[Data extracted from a collection]
▬▬▬▬▬▬▬▬▬▬

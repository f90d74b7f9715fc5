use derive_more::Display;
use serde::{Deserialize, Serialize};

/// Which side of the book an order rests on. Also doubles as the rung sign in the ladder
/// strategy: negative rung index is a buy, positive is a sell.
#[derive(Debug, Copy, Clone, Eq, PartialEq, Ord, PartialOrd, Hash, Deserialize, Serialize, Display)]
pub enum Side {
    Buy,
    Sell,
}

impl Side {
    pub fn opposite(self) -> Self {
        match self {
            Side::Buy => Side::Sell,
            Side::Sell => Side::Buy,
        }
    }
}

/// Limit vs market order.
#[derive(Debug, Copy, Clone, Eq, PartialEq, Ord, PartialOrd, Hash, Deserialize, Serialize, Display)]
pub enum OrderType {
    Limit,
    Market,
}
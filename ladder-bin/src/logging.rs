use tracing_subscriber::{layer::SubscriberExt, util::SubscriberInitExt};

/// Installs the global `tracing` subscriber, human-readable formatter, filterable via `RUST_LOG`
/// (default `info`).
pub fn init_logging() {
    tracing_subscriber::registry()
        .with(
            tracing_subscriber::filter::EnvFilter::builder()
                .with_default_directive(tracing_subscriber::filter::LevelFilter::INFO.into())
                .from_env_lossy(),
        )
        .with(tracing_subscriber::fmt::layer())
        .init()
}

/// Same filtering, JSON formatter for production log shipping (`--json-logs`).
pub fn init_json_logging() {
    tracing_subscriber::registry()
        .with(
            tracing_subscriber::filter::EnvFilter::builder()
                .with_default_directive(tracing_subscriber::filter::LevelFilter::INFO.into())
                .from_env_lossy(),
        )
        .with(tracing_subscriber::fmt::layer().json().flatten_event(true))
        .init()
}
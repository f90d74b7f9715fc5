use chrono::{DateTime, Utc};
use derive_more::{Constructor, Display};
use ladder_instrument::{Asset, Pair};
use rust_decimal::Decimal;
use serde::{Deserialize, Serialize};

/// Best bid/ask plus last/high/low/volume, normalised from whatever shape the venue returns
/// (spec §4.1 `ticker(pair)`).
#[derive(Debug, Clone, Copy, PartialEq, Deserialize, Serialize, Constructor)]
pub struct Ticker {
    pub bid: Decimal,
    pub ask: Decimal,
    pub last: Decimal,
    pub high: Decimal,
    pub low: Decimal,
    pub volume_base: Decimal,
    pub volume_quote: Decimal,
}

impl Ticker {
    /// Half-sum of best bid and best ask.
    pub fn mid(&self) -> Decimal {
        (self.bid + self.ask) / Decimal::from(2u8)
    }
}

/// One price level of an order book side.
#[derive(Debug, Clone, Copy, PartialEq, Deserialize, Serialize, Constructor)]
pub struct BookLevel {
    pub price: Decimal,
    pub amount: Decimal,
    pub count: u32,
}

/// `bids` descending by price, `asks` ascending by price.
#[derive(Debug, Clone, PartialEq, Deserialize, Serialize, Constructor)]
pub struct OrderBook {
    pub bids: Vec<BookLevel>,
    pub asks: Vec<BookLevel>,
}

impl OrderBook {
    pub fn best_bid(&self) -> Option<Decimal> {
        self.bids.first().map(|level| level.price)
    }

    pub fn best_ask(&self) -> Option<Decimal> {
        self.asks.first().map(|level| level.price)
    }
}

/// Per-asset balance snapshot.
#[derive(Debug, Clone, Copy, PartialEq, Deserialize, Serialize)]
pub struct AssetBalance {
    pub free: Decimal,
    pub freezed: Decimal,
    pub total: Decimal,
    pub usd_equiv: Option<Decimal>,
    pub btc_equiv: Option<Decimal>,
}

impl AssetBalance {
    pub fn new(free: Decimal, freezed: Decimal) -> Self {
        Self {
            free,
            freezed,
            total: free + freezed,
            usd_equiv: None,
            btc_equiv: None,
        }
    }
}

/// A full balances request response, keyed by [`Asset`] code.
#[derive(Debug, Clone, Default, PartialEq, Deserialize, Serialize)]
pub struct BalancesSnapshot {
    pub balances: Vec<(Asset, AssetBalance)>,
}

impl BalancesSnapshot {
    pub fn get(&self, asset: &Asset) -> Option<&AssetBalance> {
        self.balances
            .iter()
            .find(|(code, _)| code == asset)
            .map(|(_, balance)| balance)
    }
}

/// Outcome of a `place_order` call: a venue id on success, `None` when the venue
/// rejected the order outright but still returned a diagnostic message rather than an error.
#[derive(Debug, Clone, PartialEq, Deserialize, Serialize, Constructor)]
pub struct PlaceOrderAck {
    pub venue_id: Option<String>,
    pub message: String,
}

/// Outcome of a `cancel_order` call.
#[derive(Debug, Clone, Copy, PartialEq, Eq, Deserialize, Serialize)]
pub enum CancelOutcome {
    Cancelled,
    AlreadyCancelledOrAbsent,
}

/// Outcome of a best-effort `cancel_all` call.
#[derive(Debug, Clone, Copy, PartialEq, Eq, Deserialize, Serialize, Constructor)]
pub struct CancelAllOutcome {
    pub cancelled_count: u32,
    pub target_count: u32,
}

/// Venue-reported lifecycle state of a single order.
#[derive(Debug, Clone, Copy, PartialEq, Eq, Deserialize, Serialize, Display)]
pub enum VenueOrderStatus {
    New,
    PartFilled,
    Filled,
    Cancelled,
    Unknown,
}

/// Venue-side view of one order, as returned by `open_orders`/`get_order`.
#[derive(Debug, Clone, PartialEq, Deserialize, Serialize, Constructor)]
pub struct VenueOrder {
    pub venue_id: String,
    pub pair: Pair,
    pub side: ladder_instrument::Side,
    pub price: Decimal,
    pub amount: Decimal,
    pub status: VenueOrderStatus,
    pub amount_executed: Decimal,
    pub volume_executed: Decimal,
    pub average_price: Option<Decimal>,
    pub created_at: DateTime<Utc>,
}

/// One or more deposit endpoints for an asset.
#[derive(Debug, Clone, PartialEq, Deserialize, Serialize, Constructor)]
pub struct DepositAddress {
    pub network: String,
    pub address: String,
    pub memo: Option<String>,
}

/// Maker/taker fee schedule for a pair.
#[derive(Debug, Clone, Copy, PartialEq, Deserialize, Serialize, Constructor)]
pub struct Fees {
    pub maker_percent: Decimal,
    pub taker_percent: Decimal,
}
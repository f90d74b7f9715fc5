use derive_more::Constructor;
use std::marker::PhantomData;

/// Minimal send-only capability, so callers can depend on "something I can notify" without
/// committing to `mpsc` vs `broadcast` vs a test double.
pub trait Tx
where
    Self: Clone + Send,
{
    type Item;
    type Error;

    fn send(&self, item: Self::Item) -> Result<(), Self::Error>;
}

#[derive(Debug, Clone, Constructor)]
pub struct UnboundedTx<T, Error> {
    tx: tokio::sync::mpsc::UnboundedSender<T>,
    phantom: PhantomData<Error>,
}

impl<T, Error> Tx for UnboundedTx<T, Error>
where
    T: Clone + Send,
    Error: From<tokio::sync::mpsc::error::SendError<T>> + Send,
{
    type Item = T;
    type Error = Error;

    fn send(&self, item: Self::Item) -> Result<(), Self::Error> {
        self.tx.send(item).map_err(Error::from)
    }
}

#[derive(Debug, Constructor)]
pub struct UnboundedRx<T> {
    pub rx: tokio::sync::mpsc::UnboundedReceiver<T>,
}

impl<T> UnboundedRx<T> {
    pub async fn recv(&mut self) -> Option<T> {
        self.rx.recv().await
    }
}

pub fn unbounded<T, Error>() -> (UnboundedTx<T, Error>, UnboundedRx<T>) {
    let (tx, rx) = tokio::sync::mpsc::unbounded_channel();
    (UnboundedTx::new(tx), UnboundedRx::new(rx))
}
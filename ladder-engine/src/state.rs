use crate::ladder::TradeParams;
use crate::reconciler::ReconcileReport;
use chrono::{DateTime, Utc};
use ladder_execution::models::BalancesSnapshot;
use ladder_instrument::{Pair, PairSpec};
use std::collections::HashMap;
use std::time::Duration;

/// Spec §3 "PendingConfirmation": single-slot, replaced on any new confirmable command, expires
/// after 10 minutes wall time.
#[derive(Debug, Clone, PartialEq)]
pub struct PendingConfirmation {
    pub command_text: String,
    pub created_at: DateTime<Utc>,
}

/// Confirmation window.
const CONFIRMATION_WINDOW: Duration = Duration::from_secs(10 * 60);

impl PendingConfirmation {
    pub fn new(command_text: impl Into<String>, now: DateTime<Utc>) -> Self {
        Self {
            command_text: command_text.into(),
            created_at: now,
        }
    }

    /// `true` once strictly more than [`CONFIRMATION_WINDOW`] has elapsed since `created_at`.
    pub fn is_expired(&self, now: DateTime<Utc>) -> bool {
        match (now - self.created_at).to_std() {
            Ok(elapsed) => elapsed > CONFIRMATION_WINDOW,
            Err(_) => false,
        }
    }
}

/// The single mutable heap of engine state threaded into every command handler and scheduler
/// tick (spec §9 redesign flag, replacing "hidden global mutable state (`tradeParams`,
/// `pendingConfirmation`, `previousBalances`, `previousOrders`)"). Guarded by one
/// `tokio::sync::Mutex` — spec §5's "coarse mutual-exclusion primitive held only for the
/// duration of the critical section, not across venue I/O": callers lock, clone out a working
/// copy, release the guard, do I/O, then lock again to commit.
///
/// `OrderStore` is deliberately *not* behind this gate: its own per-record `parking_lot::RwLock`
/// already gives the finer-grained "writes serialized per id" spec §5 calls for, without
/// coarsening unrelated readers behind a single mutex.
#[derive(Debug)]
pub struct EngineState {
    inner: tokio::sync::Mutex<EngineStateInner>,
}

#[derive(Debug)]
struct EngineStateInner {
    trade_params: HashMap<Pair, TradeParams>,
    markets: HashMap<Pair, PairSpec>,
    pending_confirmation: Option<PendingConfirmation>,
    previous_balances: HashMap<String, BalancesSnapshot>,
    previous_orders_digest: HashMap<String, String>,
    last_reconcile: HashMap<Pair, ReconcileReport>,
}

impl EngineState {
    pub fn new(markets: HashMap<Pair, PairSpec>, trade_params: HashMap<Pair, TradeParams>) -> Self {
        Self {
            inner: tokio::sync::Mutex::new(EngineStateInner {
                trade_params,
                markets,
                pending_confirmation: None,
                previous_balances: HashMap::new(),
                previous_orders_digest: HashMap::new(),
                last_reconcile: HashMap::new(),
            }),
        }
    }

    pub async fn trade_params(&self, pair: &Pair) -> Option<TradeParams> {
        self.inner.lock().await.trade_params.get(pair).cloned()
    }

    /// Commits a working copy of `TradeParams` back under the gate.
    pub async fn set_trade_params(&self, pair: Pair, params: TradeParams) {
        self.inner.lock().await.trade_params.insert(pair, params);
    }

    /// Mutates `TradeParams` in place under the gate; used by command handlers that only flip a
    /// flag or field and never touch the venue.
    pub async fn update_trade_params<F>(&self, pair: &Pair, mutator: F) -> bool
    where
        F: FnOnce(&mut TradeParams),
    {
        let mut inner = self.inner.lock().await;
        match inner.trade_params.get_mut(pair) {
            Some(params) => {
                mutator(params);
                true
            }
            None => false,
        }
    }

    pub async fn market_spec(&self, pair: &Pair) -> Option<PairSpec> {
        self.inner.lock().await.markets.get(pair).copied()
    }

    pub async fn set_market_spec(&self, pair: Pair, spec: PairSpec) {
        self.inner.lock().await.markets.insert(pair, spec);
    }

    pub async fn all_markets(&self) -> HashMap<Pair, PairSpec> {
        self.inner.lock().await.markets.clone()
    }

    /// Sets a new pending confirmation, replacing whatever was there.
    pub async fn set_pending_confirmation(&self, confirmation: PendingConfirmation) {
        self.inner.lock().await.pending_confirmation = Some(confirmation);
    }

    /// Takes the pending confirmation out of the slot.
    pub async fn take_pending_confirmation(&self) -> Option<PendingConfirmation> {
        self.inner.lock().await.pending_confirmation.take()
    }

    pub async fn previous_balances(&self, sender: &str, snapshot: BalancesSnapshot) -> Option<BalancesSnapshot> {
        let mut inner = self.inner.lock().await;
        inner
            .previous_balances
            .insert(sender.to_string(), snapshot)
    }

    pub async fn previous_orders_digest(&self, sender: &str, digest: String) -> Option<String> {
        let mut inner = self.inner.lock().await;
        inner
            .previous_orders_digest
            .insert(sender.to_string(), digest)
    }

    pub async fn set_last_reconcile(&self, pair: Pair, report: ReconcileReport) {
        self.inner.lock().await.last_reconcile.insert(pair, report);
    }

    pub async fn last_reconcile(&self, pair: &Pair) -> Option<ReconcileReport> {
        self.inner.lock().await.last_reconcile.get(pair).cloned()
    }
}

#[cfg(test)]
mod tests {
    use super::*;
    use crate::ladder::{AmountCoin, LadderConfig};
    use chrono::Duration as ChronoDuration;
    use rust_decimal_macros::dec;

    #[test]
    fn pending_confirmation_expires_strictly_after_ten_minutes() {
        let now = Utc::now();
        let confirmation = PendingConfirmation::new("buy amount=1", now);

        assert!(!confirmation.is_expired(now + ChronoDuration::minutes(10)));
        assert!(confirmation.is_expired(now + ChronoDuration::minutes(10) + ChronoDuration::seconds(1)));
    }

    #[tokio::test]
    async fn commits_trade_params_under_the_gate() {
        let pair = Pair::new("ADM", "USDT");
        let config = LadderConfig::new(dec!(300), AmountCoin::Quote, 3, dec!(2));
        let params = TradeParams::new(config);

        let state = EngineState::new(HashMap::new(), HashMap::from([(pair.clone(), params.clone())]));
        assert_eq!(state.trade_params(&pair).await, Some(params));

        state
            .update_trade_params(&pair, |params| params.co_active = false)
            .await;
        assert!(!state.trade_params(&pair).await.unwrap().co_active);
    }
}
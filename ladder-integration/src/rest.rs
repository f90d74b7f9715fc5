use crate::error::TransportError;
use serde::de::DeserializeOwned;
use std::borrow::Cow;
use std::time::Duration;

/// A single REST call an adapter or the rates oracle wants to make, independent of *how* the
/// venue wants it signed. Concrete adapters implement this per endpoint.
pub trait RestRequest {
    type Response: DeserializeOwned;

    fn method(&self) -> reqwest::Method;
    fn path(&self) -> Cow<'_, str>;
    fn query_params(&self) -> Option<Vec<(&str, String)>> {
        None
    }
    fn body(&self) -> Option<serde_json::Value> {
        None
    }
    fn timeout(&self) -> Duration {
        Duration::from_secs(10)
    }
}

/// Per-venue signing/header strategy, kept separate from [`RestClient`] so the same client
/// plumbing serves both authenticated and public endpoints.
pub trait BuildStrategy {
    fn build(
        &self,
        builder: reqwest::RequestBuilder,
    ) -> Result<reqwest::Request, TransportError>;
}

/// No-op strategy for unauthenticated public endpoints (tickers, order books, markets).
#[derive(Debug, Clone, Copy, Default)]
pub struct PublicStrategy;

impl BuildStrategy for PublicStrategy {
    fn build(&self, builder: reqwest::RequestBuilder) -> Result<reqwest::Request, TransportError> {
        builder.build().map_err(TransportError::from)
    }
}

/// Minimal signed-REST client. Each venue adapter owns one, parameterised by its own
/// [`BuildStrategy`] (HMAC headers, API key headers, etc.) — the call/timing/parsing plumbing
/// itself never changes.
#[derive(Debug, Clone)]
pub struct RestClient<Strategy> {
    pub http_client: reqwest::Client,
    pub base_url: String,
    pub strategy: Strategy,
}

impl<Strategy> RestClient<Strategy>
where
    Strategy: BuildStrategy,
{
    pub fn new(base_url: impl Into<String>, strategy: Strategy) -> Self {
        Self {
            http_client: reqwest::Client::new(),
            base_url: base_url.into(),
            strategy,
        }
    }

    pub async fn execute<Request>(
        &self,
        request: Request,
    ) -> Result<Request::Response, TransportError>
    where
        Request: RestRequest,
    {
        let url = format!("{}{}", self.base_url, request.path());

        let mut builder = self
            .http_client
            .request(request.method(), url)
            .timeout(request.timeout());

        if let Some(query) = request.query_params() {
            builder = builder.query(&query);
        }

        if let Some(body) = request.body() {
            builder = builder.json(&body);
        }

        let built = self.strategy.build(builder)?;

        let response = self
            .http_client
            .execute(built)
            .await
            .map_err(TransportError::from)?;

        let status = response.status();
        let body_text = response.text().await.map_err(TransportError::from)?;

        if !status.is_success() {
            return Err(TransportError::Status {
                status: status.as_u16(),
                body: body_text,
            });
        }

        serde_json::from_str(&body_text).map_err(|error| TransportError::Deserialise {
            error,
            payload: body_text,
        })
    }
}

▬▬▬▬▬▬▬▬▬▬

> [WHAT IS NEEDED] Scan the data above. Return every line with "filename" in it.

> [SOLUTION]
filename ladder-bin/src/logging.rs
filename ladder-engine/src/state.rs
filename ladder-integration/src/rest.rs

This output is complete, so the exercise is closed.